I think I did intend it actually, to join both of those structs to the
"Tree of shared policies" comment above them. But now that I'm looking
again, I think what I'd most like to do (and going against all of your
suggestions e.g. move sp_node to mempolicy.c: good observation, but isn't
keeping them together more helpful to the reader?) is swap those structs
around - struct shared_policy first for the root of the tree, then
struct sp_node showing the nodes of the tree (and still without blank
line). Wouldn't that be the most helpful way to present them?

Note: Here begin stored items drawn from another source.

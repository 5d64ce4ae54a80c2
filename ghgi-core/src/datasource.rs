//! Third-party data sources.
//!
//! Regional or national datasets often cover a larger geography than the
//! city being inventoried. Such figures are brought down to city level by
//! the ratio of populations in the inventory year before they are used.

use crate::activity::ActivityRecord;
use crate::calculator::GasAmounts;
use crate::decimal;
use crate::errors::CalculationResult;
use rust_decimal::Decimal;
use serde::{Deserialize, Serialize};

/// How a data source's values relate to the city.
#[derive(Debug, Clone, Copy, PartialEq, Eq, Default, Serialize, Deserialize)]
#[serde(rename_all = "kebab-case")]
pub enum ScalingRule {
    /// Values are already for the city.
    #[default]
    None,
    /// Values cover a larger area and scale with population.
    Population,
}

/// A dataset that activity records or emissions can be imported from.
#[derive(Debug, Clone, PartialEq, Eq, Serialize, Deserialize)]
pub struct DataSource {
    pub id: String,
    #[serde(default, skip_serializing_if = "Option::is_none")]
    pub publisher: Option<String>,
    #[serde(default)]
    pub scaling: ScalingRule,
    /// Population of the geography the dataset covers.
    #[serde(default, skip_serializing_if = "Option::is_none")]
    pub population: Option<u64>,
}

impl DataSource {
    /// The multiplier from source values to city values.
    ///
    /// # Errors
    ///
    /// `DivisionByZero` when the source scales by population but its
    /// population is zero or unknown.
    pub fn scale_factor(&self, city_population: u64) -> CalculationResult<Decimal> {
        match self.scaling {
            ScalingRule::None => Ok(Decimal::ONE),
            ScalingRule::Population => {
                population_scale_factor(city_population, self.population.unwrap_or(0))
            }
        }
    }

    /// Scales an activity record to the city and attributes it to this
    /// source.
    pub fn import_activity(
        &self,
        record: &ActivityRecord,
        city_population: u64,
    ) -> CalculationResult<ActivityRecord> {
        let mut scaled = scale_activity(record, self.scale_factor(city_population)?)?;
        scaled.source.data_source = Some(self.id.clone());
        if scaled.source.reference.is_none() {
            scaled.source.reference = self.publisher.clone();
        }
        Ok(scaled)
    }
}

/// `city_population / source_population`
pub fn population_scale_factor(
    city_population: u64,
    source_population: u64,
) -> CalculationResult<Decimal> {
    decimal::div(
        Decimal::from(city_population),
        Decimal::from(source_population),
        "population scale factor",
    )
}

/// Multiplies every quantity of `record` by `factor`.
pub fn scale_activity(
    record: &ActivityRecord,
    factor: Decimal,
) -> CalculationResult<ActivityRecord> {
    let mut scaled = record.clone();
    for quantity in scaled.quantities.values_mut() {
        quantity.amount = decimal::mul(quantity.amount, factor, "scaled activity")?;
    }
    Ok(scaled)
}

/// Multiplies every gas amount by `factor`. Omitted gases stay omitted.
pub fn scale_gas_amounts(amounts: &GasAmounts, factor: Decimal) -> CalculationResult<GasAmounts> {
    let mut scaled = amounts.clone();
    for amount in scaled.amounts.values_mut() {
        amount.mass_kg = decimal::mul(amount.mass_kg, factor, "scaled gas amount")?;
    }
    Ok(scaled)
}

#[cfg(test)]
mod tests {
    use super::*;
    use crate::calculator::GasAmount;
    use crate::errors::CalculationError;
    use crate::gas::Gas;
    use crate::units::Unit;
    use rust_decimal_macros::dec;

    fn national() -> DataSource {
        DataSource {
            id: "national-fuel-sales".to_string(),
            publisher: Some("Energy Ministry".to_string()),
            scaling: ScalingRule::Population,
            population: Some(200_000_000),
        }
    }

    #[test]
    fn test_population_scale_factor() {
        assert_eq!(population_scale_factor(2_000_000, 200_000_000).unwrap(), dec!(0.01));
        assert!(matches!(
            population_scale_factor(2_000_000, 0),
            Err(CalculationError::DivisionByZero(_))
        ));
    }

    #[test]
    fn test_unscaled_source() {
        let local = DataSource {
            id: "utility".to_string(),
            publisher: None,
            scaling: ScalingRule::None,
            population: None,
        };
        assert_eq!(local.scale_factor(12345).unwrap(), Decimal::ONE);
    }

    #[test]
    fn test_unknown_source_population() {
        let mut source = national();
        source.population = None;
        assert!(source.scale_factor(1000).is_err());
    }

    #[test]
    fn test_import_activity() {
        let record = ActivityRecord::new()
            .with_quantity("fuel-sold", dec!(5000000), Unit::parse("kL").unwrap())
            .with_classification("fuel-type", "fuel-type-gasoline");
        let imported = national().import_activity(&record, 2_000_000).unwrap();

        assert_eq!(imported.quantity("fuel-sold").unwrap().amount, dec!(50000));
        assert_eq!(imported.classification("fuel-type"), Some("fuel-type-gasoline"));
        assert_eq!(imported.source.data_source.as_deref(), Some("national-fuel-sales"));
        assert_eq!(imported.source.reference.as_deref(), Some("Energy Ministry"));
    }

    #[test]
    fn test_scale_gas_amounts() {
        let mut amounts = GasAmounts::default();
        amounts.amounts.insert(
            Gas::CO2,
            GasAmount {
                gas: Gas::CO2,
                mass_kg: dec!(1000),
                emission_factor_id: None,
            },
        );
        amounts.omitted.push(Gas::N2O);

        let scaled = scale_gas_amounts(&amounts, dec!(0.25)).unwrap();
        assert_eq!(scaled.mass_kg(Gas::CO2), Some(dec!(250)));
        assert_eq!(scaled.omitted, vec![Gas::N2O]);
    }

    #[test]
    fn test_deserialize() {
        let source: DataSource = toml::from_str(
            r#"
            id = "census-2022"
            scaling = "population"
            population = 3500000
            "#,
        )
        .unwrap();
        assert_eq!(source.scaling, ScalingRule::Population);
        assert_eq!(source.population, Some(3_500_000));
    }
}
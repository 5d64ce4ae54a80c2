//! Checking calculated totals against externally published reference values.
//!
//! A reference case bundles an activity record, a methodology, the emission
//! factors to use and the CO2e total some other tool (or a published
//! inventory) arrived at. Cases are usually kept in TOML:
//!
//! ```toml
//! [[case]]
//! name = "diesel combustion"
//! methodology = "fuel-combustion-consumption"
//! gpc_reference_number = "I.1.1"
//! expected_co2e_kg = "2685.53"
//!
//! [case.activity.quantities.fuel-consumption]
//! amount = "1000"
//! unit = "L"
//!
//! [[case.factors]]
//! gas = "CO2"
//! emissions_per_activity = "2.68"
//! units = "kg/L"
//! ```
//!
//! Cases that need a fuel density nobody has registered are skipped rather
//! than failed: the gap is in the reference data, not in the engine.

use crate::activity::ActivityRecord;
use crate::config::EngineConfig;
use crate::decimal;
use crate::emission_factor::EmissionFactor;
use crate::engine::EmissionsEngine;
use crate::errors::{CalculationError, CalculationResult};
use crate::gas::GwpSet;
use rust_decimal::Decimal;
use rust_decimal_macros::dec;
use serde::{Deserialize, Serialize};
use std::path::Path;
use tracing::{info, warn};

/// One (activity, methodology, expected total) triple.
#[derive(Debug, Clone, PartialEq, Serialize, Deserialize)]
pub struct ReferenceCase {
    pub name: String,
    pub methodology: String,
    pub gpc_reference_number: String,
    pub activity: ActivityRecord,
    #[serde(default)]
    pub factors: Vec<EmissionFactor>,
    /// Overrides the configured GWP set for this case.
    #[serde(default, skip_serializing_if = "Option::is_none")]
    pub gwp_set: Option<GwpSet>,
    /// Overrides the configured region for this case.
    #[serde(default, skip_serializing_if = "Option::is_none")]
    pub region: Option<String>,
    pub expected_co2e_kg: Decimal,
}

#[derive(Debug, Deserialize)]
struct ReferenceCaseFile {
    #[serde(default, rename = "case")]
    cases: Vec<ReferenceCase>,
}

impl ReferenceCase {
    /// Parses every `[[case]]` table of a TOML document.
    pub fn from_toml_str(contents: &str) -> CalculationResult<Vec<Self>> {
        let file: ReferenceCaseFile = toml::from_str(contents)?;
        Ok(file.cases)
    }

    pub fn from_path(path: impl AsRef<Path>) -> CalculationResult<Vec<Self>> {
        let path = path.as_ref();
        let cases = Self::from_toml_str(&std::fs::read_to_string(path)?)?;
        info!(path = %path.display(), cases = cases.len(), "Loaded reference cases");
        Ok(cases)
    }
}

/// Absolute tolerance on a CO2e total.
#[derive(Debug, Clone, Copy, PartialEq, Eq)]
pub struct Tolerance {
    pub absolute_kg: Decimal,
}

impl Tolerance {
    pub fn from_tonnes(tonnes: Decimal) -> CalculationResult<Self> {
        Ok(Self {
            absolute_kg: decimal::mul(tonnes, Decimal::ONE_THOUSAND, "tolerance in kg")?,
        })
    }

    #[must_use]
    pub fn accepts(&self, difference: Decimal) -> bool {
        difference.abs() <= self.absolute_kg
    }
}

impl Default for Tolerance {
    /// 0.01 t
    fn default() -> Self {
        Self {
            absolute_kg: dec!(10),
        }
    }
}

/// Result of checking one case.
#[derive(Debug, Clone, PartialEq)]
pub enum ValidationOutcome {
    Pass {
        calculated_kg: Decimal,
        difference_kg: Decimal,
    },
    Fail {
        calculated_kg: Decimal,
        expected_kg: Decimal,
        difference_kg: Decimal,
    },
    /// The case needs a fuel density that is not registered.
    Skipped { fuel_type: String },
}

impl ValidationOutcome {
    #[must_use]
    pub fn is_pass(&self) -> bool {
        matches!(self, ValidationOutcome::Pass { .. })
    }
}

/// Runs `case` through the engine configured by `config`.
///
/// # Errors
///
/// Any calculation error other than `MissingDensity`, which becomes
/// [`ValidationOutcome::Skipped`].
pub fn validate(
    case: &ReferenceCase,
    config: &EngineConfig,
) -> CalculationResult<ValidationOutcome> {
    let mut engine = EmissionsEngine::from_config(config);
    if let Some(gwp_set) = case.gwp_set {
        engine = engine.with_gwp_set(gwp_set);
    }
    if let Some(region) = &case.region {
        engine = engine.with_region(region.as_str());
    }

    let result = match engine.calculate(
        &case.activity,
        &case.methodology,
        &case.gpc_reference_number,
        &case.factors,
    ) {
        Ok(result) => result,
        Err(CalculationError::MissingDensity { fuel_type }) => {
            warn!(case = %case.name, fuel_type = %fuel_type, "Skipping reference case");
            return Ok(ValidationOutcome::Skipped { fuel_type });
        }
        Err(e) => return Err(e),
    };

    let calculated_kg = result.total_co2e_kg;
    let difference_kg =
        decimal::sub(calculated_kg, case.expected_co2e_kg, "reference difference")?;
    let tolerance = Tolerance::from_tonnes(config.tolerance_tonnes)?;
    if tolerance.accepts(difference_kg) {
        Ok(ValidationOutcome::Pass {
            calculated_kg,
            difference_kg,
        })
    } else {
        warn!(
            case = %case.name,
            calculated_kg = %calculated_kg,
            expected_kg = %case.expected_co2e_kg,
            "Reference case outside tolerance"
        );
        Ok(ValidationOutcome::Fail {
            calculated_kg,
            expected_kg: case.expected_co2e_kg,
            difference_kg,
        })
    }
}

/// Outcomes of a batch of cases, by case name.
#[derive(Debug, Clone, Default, PartialEq)]
pub struct ValidationSummary {
    pub outcomes: Vec<(String, ValidationOutcome)>,
}

impl ValidationSummary {
    pub fn passed(&self) -> usize {
        self.count(|o| matches!(o, ValidationOutcome::Pass { .. }))
    }

    pub fn failed(&self) -> usize {
        self.count(|o| matches!(o, ValidationOutcome::Fail { .. }))
    }

    pub fn skipped(&self) -> usize {
        self.count(|o| matches!(o, ValidationOutcome::Skipped { .. }))
    }

    fn count(&self, f: impl Fn(&ValidationOutcome) -> bool) -> usize {
        self.outcomes.iter().filter(|(_, o)| f(o)).count()
    }
}

/// Validates every case. Stops at the first calculation error.
pub fn validate_all(
    cases: &[ReferenceCase],
    config: &EngineConfig,
) -> CalculationResult<ValidationSummary> {
    let outcomes = cases
        .iter()
        .map(|case| Ok((case.name.clone(), validate(case, config)?)))
        .collect::<CalculationResult<Vec<_>>>()?;
    Ok(ValidationSummary { outcomes })
}
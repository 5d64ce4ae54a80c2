//! Unit registry for activity data and emission-factor denominators.
//!
//! All conversion factors are defined as the multiplier to convert FROM the
//! registered unit TO the base unit of its dimension. For example:
//! - `t` has factor 1000 (1 t = 1000 kg)
//! - `L` has factor 0.001 (1 L = 0.001 m3)
//! - `Wh` has factor 3600 (1 Wh = 3600 J)
//!
//! Factors are exact decimals, so `kL -> L` is exactly 1000 rather than
//! `999.9999999999999`.

use super::dimension::Dimension;
use rust_decimal::Decimal;
use rust_decimal_macros::dec;
use std::collections::HashMap;
use std::sync::LazyLock;

/// Information about a known unit.
#[derive(Debug, Clone, PartialEq)]
pub struct UnitInfo {
    /// The canonical name of this unit.
    pub name: String,
    /// The physical dimension of this unit.
    pub dimension: Dimension,
    /// Conversion factor to the base unit of `dimension`.
    pub to_base_factor: Decimal,
}

impl UnitInfo {
    fn new(name: &str, dimension: Dimension, to_base_factor: Decimal) -> Self {
        Self {
            name: name.to_string(),
            dimension,
            to_base_factor,
        }
    }
}

/// Metric prefix multipliers.
#[derive(Debug, Clone, Copy)]
pub struct MetricPrefix {
    pub symbol: &'static str,
    pub factor: Decimal,
}

/// The metric prefixes that show up in inventory data (kt, MWh, TJ, kL, mL).
pub static METRIC_PREFIXES: &[MetricPrefix] = &[
    MetricPrefix {
        symbol: "P",
        factor: dec!(1000000000000000),
    },
    MetricPrefix {
        symbol: "T",
        factor: dec!(1000000000000),
    },
    MetricPrefix {
        symbol: "G",
        factor: dec!(1000000000),
    },
    MetricPrefix {
        symbol: "M",
        factor: dec!(1000000),
    },
    MetricPrefix {
        symbol: "k",
        factor: dec!(1000),
    },
    MetricPrefix {
        symbol: "m",
        factor: dec!(0.001),
    },
];

/// Joules per watt-hour.
pub const JOULES_PER_WATT_HOUR: Decimal = dec!(3600);
/// Cubic metres per US gallon.
pub const CUBIC_METRES_PER_US_GALLON: Decimal = dec!(0.003785411784);
/// Cubic metres per oil barrel (42 US gallons).
pub const CUBIC_METRES_PER_BARREL: Decimal = dec!(0.158987294928);
/// Kilograms per avoirdupois pound.
pub const KILOGRAMS_PER_POUND: Decimal = dec!(0.45359237);
/// Joules per international British thermal unit.
pub const JOULES_PER_BTU: Decimal = dec!(1055.05585262);
/// Metres per statute mile.
pub const METRES_PER_MILE: Decimal = dec!(1609.344);

/// The global unit registry.
pub static UNIT_REGISTRY: LazyLock<UnitRegistry> = LazyLock::new(UnitRegistry::new);

/// Registry of known units with their dimensions and conversion factors.
#[derive(Debug)]
pub struct UnitRegistry {
    /// Map from unit symbol to unit info.
    units: HashMap<&'static str, UnitInfo>,
    /// Map from alias to canonical name.
    aliases: HashMap<&'static str, &'static str>,
}

impl Default for UnitRegistry {
    fn default() -> Self {
        Self::new()
    }
}

impl UnitRegistry {
    /// Creates a new unit registry populated with standard units.
    pub fn new() -> Self {
        let mut registry = Self {
            units: HashMap::new(),
            aliases: HashMap::new(),
        };
        registry.register_mass_units();
        registry.register_volume_units();
        registry.register_energy_units();
        registry.register_distance_units();
        registry.register_count_units();
        registry
    }

    /// Looks up a unit by symbol, handling prefixes and aliases.
    pub fn lookup(&self, symbol: &str) -> Option<UnitInfo> {
        if let Some(info) = self.units.get(symbol) {
            return Some(info.clone());
        }

        if let Some(&canonical) = self.aliases.get(symbol) {
            if let Some(info) = self.units.get(canonical) {
                return Some(info.clone());
            }
        }

        self.lookup_prefixed(symbol)
    }

    /// Attempts to parse a symbol as a prefixed version of a base unit.
    fn lookup_prefixed(&self, symbol: &str) -> Option<UnitInfo> {
        for prefix in METRIC_PREFIXES {
            let Some(base_symbol) = symbol.strip_prefix(prefix.symbol) else {
                continue;
            };
            if base_symbol.is_empty() {
                continue;
            }
            let base = self.units.get(base_symbol).or_else(|| {
                self.aliases
                    .get(base_symbol)
                    .and_then(|canonical| self.units.get(canonical))
            });
            if let Some(base_info) = base {
                if !Self::accepts_prefix(base_info) {
                    continue;
                }
                return Some(UnitInfo {
                    name: symbol.to_string(),
                    dimension: base_info.dimension,
                    to_base_factor: base_info.to_base_factor * prefix.factor,
                });
            }
        }
        None
    }

    /// Imperial units and counts never take metric prefixes.
    fn accepts_prefix(info: &UnitInfo) -> bool {
        matches!(info.name.as_str(), "g" | "t" | "L" | "m" | "J" | "Wh")
    }

    fn register_mass_units(&mut self) {
        self.units
            .insert("kg", UnitInfo::new("kg", Dimension::Mass, Decimal::ONE));
        self.units
            .insert("g", UnitInfo::new("g", Dimension::Mass, dec!(0.001)));
        // metric tonne; kt, Mt and Gt come from the prefix table
        self.units
            .insert("t", UnitInfo::new("t", Dimension::Mass, dec!(1000)));
        self.units
            .insert("lb", UnitInfo::new("lb", Dimension::Mass, KILOGRAMS_PER_POUND));

        self.aliases.insert("kilogram", "kg");
        self.aliases.insert("kilograms", "kg");
        self.aliases.insert("gram", "g");
        self.aliases.insert("grams", "g");
        self.aliases.insert("tonne", "t");
        self.aliases.insert("tonnes", "t");
        self.aliases.insert("lbs", "lb");
    }

    fn register_volume_units(&mut self) {
        self.units
            .insert("m3", UnitInfo::new("m3", Dimension::Volume, Decimal::ONE));
        self.units
            .insert("L", UnitInfo::new("L", Dimension::Volume, dec!(0.001)));
        self.units.insert(
            "gal",
            UnitInfo::new("gal", Dimension::Volume, CUBIC_METRES_PER_US_GALLON),
        );
        self.units.insert(
            "bbl",
            UnitInfo::new("bbl", Dimension::Volume, CUBIC_METRES_PER_BARREL),
        );

        self.aliases.insert("m³", "m3");
        self.aliases.insert("m^3", "m3");
        self.aliases.insert("l", "L");
        self.aliases.insert("litre", "L");
        self.aliases.insert("litres", "L");
        self.aliases.insert("liter", "L");
        self.aliases.insert("liters", "L");
        self.aliases.insert("gallon", "gal");
        self.aliases.insert("gallons", "gal");
        self.aliases.insert("barrel", "bbl");
        self.aliases.insert("barrels", "bbl");
    }

    fn register_energy_units(&mut self) {
        self.units
            .insert("J", UnitInfo::new("J", Dimension::Energy, Decimal::ONE));
        self.units.insert(
            "Wh",
            UnitInfo::new("Wh", Dimension::Energy, JOULES_PER_WATT_HOUR),
        );
        self.units
            .insert("Btu", UnitInfo::new("Btu", Dimension::Energy, JOULES_PER_BTU));

        self.aliases.insert("BTU", "Btu");
        self.aliases.insert("joule", "J");
        self.aliases.insert("joules", "J");
    }

    fn register_distance_units(&mut self) {
        self.units
            .insert("m", UnitInfo::new("m", Dimension::Length, Decimal::ONE));
        self.units
            .insert("mi", UnitInfo::new("mi", Dimension::Length, METRES_PER_MILE));
        // Vehicle- and passenger-kilometres are distances as far as the
        // formulas are concerned.
        self.units
            .insert("vkm", UnitInfo::new("vkm", Dimension::Length, dec!(1000)));
        self.units
            .insert("pkm", UnitInfo::new("pkm", Dimension::Length, dec!(1000)));

        self.aliases.insert("metre", "m");
        self.aliases.insert("metres", "m");
        self.aliases.insert("mile", "mi");
        self.aliases.insert("miles", "mi");
        self.aliases.insert("vehicle-km", "vkm");
        self.aliases.insert("passenger-km", "pkm");
    }

    fn register_count_units(&mut self) {
        self.units
            .insert("unit", UnitInfo::new("unit", Dimension::Count, Decimal::ONE));

        self.aliases.insert("units", "unit");
        self.aliases.insert("item", "unit");
        self.aliases.insert("items", "unit");
        self.aliases.insert("1", "unit");
    }
}
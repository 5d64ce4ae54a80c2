//! Emission factors and the region-aware resolver that picks one per gas.

use crate::activity::ActivityRecord;
use crate::errors::{CalculationError, CalculationResult};
use crate::gas::Gas;
use crate::units::FactorUnit;
use rust_decimal::Decimal;
use serde::{Deserialize, Serialize};
use std::collections::BTreeMap;

/// Region code for factors that apply anywhere.
pub const WORLD_REGION: &str = "world";

/// A coefficient relating one unit of activity to a mass of one gas.
///
/// Emission factors are immutable reference data (e.g. IPCC EFDB rows).
#[derive(Debug, Clone, PartialEq, Serialize, Deserialize)]
pub struct EmissionFactor {
    #[serde(default, skip_serializing_if = "Option::is_none")]
    pub id: Option<String>,
    pub gas: Gas,
    /// Mass of `gas` per unit of activity, in `units`.
    pub emissions_per_activity: Decimal,
    /// e.g. `kg/L`, `t/TJ`, `kg/kWh`
    pub units: FactorUnit,
    /// Region code (ISO country or locode). `None` and `"world"` are the default.
    #[serde(default, skip_serializing_if = "Option::is_none")]
    pub region: Option<String>,
    /// Classification values this factor is specific to, e.g.
    /// `fuel-type = fuel-type-diesel`.
    #[serde(default, skip_serializing_if = "BTreeMap::is_empty")]
    pub metadata: BTreeMap<String, String>,
    #[serde(default, skip_serializing_if = "Option::is_none")]
    pub data_source: Option<String>,
}

impl EmissionFactor {
    #[must_use]
    pub fn new(gas: Gas, emissions_per_activity: Decimal, units: FactorUnit) -> Self {
        Self {
            id: None,
            gas,
            emissions_per_activity,
            units,
            region: None,
            metadata: BTreeMap::new(),
            data_source: None,
        }
    }

    #[must_use]
    pub fn with_id(mut self, id: &str) -> Self {
        self.id = Some(id.to_string());
        self
    }

    #[must_use]
    pub fn with_region(mut self, region: &str) -> Self {
        self.region = Some(region.to_string());
        self
    }

    #[must_use]
    pub fn with_metadata(mut self, key: &str, value: &str) -> Self {
        self.metadata.insert(key.to_string(), value.to_string());
        self
    }

    /// True for factors without a region or with the world region.
    #[must_use]
    pub fn is_default_region(&self) -> bool {
        self.region
            .as_deref()
            .map_or(true, |r| r.eq_ignore_ascii_case(WORLD_REGION))
    }

    fn is_region(&self, region: &str) -> bool {
        self.region
            .as_deref()
            .is_some_and(|r| r.eq_ignore_ascii_case(region))
    }

    /// True if the activity carries every classification in this factor's
    /// metadata. A factor specific to a fuel or vehicle type does not apply
    /// to activities that leave that type unclassified.
    #[must_use]
    pub fn matches_activity(&self, activity: &ActivityRecord) -> bool {
        self.metadata
            .iter()
            .all(|(key, value)| activity.classification(key) == Some(value.as_str()))
    }
}

/// Selects the emission factor for `gas` from `candidates`.
///
/// An exact (case-insensitive) region match wins; otherwise the first
/// world/default-region factor is used. Among equally good candidates the
/// first in input order is chosen, so the result is deterministic.
///
/// # Errors
///
/// `NoApplicableFactor` if no candidate for `gas` exists in the requested
/// region or the default region.
pub fn resolve<'a>(
    gas: Gas,
    candidates: &'a [EmissionFactor],
    region: Option<&str>,
) -> CalculationResult<&'a EmissionFactor> {
    let mut for_gas = candidates.iter().filter(|f| f.gas == gas);

    if let Some(region) = region.filter(|r| !r.eq_ignore_ascii_case(WORLD_REGION)) {
        if let Some(exact) = for_gas.clone().find(|f| f.is_region(region)) {
            return Ok(exact);
        }
    }

    for_gas
        .find(|f| f.is_default_region())
        .ok_or(CalculationError::NoApplicableFactor { gas })
}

I'll knuckle down and do exactly as you have suggested, if you say so:
but above is my own preference.
>
> > +++ b/mm/mempolicy.c
> > @@ -2444,7 +2444,7 @@ bool __mpol_equal(struct mempolicy *a, struct mempolicy *b)
> > * reading or for writing
> > */
> > static struct sp_node *
> > -sp_lookup(struct shared_policy *sp, unsigned long start, unsigned long end)
> > +sp_lookup(struct shared_policy *sp, pgoff_t start, pgoff_t end)
>
> While you're reformatting anyway, mind joining these two lines?
>
> > @@ -2499,7 +2499,7 @@ static void sp_insert(struct shared_policy *sp, struct sp_node *new)
> >
> > /* Find shared policy intersecting idx */
> > struct mempolicy *
> > -mpol_shared_policy_lookup(struct shared_policy *sp, unsigned long idx)
> > +mpol_shared_policy_lookup(struct shared_policy *sp, pgoff_t idx)
>
> Ditto
Sure, will do (I recall Linus much prefers them as you suggest).
But we have different indentation habits: I think it's spaced exactitude
which irritates you the most, would the style below be okay?
Or maybe you'd prefer to go over-80 with these two.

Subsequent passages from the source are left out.